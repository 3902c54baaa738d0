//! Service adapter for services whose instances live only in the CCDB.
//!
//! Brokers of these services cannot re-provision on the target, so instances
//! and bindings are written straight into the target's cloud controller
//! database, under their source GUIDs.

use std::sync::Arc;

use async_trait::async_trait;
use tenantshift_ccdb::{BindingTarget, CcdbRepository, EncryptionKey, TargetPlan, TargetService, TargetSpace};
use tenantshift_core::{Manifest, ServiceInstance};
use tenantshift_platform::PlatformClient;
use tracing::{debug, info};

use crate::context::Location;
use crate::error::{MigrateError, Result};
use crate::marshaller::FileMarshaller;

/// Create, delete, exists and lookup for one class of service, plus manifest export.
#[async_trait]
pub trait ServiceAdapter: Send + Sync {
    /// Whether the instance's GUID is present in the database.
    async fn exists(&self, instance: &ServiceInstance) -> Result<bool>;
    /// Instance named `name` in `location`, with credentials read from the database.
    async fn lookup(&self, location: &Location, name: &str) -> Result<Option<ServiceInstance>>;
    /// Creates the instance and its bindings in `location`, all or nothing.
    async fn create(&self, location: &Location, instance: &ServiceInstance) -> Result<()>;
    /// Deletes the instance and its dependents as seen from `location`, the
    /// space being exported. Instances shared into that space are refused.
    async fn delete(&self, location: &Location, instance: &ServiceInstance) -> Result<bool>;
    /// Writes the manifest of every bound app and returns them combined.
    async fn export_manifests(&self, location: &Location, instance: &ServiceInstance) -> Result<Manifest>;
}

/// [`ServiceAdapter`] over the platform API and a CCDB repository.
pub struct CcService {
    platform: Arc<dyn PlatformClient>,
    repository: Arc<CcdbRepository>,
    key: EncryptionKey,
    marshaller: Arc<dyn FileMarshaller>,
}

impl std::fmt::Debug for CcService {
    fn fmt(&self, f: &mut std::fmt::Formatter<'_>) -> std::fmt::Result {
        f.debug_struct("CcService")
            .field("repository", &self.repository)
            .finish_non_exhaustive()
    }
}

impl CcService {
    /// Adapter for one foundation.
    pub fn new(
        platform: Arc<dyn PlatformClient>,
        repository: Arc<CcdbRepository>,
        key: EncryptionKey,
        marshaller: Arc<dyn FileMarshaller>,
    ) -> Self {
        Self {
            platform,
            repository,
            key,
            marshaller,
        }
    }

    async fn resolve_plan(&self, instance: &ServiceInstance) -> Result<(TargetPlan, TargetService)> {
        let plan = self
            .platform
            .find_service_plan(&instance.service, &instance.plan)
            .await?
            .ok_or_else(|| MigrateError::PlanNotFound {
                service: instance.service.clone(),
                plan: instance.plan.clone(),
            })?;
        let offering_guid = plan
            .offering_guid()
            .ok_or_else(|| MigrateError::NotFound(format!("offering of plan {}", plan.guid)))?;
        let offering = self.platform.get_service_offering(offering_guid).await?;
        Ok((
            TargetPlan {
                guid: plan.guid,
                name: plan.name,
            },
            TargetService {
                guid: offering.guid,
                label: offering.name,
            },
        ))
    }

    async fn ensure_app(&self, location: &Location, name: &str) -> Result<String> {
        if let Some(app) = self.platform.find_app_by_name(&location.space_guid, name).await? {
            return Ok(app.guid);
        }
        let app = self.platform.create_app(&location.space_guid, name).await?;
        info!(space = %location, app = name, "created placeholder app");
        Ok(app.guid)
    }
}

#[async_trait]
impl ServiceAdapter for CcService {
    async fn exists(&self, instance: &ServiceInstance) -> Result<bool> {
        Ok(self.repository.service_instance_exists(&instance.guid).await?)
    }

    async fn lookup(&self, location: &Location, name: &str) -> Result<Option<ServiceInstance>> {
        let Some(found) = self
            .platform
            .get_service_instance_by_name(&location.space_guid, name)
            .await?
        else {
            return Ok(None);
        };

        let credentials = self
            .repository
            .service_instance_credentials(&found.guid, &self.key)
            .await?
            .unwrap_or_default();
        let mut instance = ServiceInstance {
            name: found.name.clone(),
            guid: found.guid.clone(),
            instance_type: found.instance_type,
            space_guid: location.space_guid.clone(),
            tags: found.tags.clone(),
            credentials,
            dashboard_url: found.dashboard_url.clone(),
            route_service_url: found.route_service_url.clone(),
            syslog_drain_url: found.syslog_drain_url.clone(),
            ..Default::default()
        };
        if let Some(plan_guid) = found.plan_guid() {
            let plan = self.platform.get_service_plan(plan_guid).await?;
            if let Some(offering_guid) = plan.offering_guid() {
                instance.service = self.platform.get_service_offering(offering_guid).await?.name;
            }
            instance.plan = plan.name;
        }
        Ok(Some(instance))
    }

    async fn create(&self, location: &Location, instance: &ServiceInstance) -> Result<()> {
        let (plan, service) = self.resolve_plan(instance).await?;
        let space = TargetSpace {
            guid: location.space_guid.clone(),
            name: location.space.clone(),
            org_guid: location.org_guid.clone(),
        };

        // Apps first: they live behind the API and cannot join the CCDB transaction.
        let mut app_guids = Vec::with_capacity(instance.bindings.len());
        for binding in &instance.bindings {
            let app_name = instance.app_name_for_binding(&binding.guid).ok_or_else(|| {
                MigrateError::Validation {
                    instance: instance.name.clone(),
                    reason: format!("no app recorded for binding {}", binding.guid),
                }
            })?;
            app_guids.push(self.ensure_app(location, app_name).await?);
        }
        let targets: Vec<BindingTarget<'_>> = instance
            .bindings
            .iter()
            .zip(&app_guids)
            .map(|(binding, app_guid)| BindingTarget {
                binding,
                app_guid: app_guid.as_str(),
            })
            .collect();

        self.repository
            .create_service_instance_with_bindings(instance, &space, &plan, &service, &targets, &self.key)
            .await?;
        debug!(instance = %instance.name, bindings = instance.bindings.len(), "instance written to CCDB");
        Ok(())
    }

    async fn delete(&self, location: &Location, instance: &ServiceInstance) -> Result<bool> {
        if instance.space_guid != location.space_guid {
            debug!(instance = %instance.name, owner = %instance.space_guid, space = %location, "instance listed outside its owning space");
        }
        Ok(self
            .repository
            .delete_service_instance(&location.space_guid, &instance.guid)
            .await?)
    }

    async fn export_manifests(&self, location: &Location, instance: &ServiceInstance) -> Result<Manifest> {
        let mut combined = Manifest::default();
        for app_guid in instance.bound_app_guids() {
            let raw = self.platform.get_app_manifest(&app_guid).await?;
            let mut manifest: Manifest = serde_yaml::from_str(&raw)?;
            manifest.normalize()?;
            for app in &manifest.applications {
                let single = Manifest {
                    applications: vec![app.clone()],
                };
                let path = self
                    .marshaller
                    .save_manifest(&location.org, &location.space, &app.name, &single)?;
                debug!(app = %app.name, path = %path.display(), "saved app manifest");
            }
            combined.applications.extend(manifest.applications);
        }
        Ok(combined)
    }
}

---

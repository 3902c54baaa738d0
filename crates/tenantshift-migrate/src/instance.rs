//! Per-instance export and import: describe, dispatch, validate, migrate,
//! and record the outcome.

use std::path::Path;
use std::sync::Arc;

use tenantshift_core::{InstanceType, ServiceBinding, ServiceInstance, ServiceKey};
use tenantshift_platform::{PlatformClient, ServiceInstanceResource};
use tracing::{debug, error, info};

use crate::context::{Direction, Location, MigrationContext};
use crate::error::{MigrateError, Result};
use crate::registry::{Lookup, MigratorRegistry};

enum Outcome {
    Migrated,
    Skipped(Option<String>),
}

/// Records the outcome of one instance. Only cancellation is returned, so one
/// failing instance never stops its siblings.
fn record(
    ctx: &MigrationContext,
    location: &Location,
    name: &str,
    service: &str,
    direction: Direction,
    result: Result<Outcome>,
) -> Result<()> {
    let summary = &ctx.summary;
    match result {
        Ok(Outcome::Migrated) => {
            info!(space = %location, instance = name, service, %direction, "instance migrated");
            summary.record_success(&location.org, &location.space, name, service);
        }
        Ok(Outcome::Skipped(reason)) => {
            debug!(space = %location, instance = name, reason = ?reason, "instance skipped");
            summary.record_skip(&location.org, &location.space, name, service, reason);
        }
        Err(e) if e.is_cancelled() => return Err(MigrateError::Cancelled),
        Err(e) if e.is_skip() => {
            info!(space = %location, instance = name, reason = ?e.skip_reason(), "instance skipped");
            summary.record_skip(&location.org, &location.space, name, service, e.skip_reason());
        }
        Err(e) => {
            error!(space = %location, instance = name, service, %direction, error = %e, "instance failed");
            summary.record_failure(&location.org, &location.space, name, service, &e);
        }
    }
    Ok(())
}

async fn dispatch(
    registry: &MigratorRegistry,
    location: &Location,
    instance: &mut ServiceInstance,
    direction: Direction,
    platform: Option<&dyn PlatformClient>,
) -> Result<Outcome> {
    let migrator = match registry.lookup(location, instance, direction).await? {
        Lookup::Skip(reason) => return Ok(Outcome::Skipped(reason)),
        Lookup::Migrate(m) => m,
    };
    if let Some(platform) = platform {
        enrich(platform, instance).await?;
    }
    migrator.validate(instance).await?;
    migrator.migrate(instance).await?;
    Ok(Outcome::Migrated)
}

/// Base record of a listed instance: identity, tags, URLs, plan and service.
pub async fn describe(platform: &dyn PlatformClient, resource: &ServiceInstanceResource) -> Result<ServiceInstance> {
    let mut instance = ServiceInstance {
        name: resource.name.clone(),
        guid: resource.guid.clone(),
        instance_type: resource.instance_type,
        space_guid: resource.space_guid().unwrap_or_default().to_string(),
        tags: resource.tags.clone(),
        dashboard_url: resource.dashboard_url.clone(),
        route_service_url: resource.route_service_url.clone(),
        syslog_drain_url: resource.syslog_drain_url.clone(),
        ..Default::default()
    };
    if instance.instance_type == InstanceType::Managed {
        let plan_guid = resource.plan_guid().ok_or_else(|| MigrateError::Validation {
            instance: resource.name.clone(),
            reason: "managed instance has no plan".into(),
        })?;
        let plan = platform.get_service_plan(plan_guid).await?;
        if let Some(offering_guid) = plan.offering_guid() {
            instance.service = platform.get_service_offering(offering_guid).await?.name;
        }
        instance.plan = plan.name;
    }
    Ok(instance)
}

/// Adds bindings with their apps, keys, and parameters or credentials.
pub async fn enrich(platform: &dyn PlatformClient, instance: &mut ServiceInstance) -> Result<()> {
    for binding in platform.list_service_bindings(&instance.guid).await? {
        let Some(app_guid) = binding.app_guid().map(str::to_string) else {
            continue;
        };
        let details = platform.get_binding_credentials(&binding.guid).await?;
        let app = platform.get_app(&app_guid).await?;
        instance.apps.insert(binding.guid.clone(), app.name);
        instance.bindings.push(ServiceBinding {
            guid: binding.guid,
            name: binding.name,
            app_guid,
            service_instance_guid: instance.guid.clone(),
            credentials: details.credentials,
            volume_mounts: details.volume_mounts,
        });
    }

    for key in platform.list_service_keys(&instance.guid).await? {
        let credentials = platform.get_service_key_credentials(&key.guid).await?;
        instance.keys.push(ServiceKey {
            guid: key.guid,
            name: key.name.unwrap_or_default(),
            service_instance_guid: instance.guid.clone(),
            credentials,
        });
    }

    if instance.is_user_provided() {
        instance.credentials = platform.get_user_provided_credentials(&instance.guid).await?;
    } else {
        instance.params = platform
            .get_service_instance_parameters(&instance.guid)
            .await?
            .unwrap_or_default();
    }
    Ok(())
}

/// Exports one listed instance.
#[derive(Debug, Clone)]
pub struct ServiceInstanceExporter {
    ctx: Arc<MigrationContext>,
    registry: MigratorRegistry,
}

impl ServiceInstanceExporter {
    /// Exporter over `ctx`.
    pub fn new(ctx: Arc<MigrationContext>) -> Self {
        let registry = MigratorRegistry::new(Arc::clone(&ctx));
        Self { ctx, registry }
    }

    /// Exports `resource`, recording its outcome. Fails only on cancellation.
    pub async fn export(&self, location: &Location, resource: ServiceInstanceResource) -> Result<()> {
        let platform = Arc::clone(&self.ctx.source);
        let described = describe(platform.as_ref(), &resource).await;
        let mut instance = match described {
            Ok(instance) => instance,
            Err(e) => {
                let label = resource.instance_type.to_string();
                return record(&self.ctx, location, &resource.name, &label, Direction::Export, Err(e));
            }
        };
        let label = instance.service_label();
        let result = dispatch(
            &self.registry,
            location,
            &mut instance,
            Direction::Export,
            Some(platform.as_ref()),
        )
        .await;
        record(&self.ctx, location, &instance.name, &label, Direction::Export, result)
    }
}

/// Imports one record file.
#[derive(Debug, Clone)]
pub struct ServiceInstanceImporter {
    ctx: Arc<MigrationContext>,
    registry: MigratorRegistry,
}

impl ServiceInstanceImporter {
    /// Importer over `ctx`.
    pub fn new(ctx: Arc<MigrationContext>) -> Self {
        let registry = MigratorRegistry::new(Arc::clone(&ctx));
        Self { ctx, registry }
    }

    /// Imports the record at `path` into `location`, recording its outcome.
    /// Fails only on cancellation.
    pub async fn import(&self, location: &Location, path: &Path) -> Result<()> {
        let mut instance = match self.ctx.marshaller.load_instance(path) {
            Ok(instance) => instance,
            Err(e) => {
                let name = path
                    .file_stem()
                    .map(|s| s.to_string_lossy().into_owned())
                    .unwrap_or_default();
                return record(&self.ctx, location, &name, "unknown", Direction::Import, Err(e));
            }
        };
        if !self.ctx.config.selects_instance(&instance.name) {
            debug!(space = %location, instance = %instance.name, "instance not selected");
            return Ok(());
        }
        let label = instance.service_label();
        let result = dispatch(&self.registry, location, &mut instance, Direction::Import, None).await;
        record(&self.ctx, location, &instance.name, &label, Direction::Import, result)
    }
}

• How to complete this task
Go through the listing above and write out exactly the lines starting with the one holding "let Some(app_guid) = binding.app_guid().map(str::to_string)" and running through the one holding "let mut instance = match described", ends included, and no others.

• Solution for this problem
        let Some(app_guid) = binding.app_guid().map(str::to_string) else {
            continue;
        };
        let details = platform.get_binding_credentials(&binding.guid).await?;
        let app = platform.get_app(&app_guid).await?;
        instance.apps.insert(binding.guid.clone(), app.name);
        instance.bindings.push(ServiceBinding {
            guid: binding.guid,
            name: binding.name,
            app_guid,
            service_instance_guid: instance.guid.clone(),
            credentials: details.credentials,
            volume_mounts: details.volume_mounts,
        });
    }

    for key in platform.list_service_keys(&instance.guid).await? {
        let credentials = platform.get_service_key_credentials(&key.guid).await?;
        instance.keys.push(ServiceKey {
            guid: key.guid,
            name: key.name.unwrap_or_default(),
            service_instance_guid: instance.guid.clone(),
            credentials,
        });
    }

    if instance.is_user_provided() {
        instance.credentials = platform.get_user_provided_credentials(&instance.guid).await?;
    } else {
        instance.params = platform
            .get_service_instance_parameters(&instance.guid)
            .await?
            .unwrap_or_default();
    }
    Ok(())
}

/// Exports one listed instance.
#[derive(Debug, Clone)]
pub struct ServiceInstanceExporter {
    ctx: Arc<MigrationContext>,
    registry: MigratorRegistry,
}

impl ServiceInstanceExporter {
    /// Exporter over `ctx`.
    pub fn new(ctx: Arc<MigrationContext>) -> Self {
        let registry = MigratorRegistry::new(Arc::clone(&ctx));
        Self { ctx, registry }
    }

    /// Exports `resource`, recording its outcome. Fails only on cancellation.
    pub async fn export(&self, location: &Location, resource: ServiceInstanceResource) -> Result<()> {
        let platform = Arc::clone(&self.ctx.source);
        let described = describe(platform.as_ref(), &resource).await;
        let mut instance = match described {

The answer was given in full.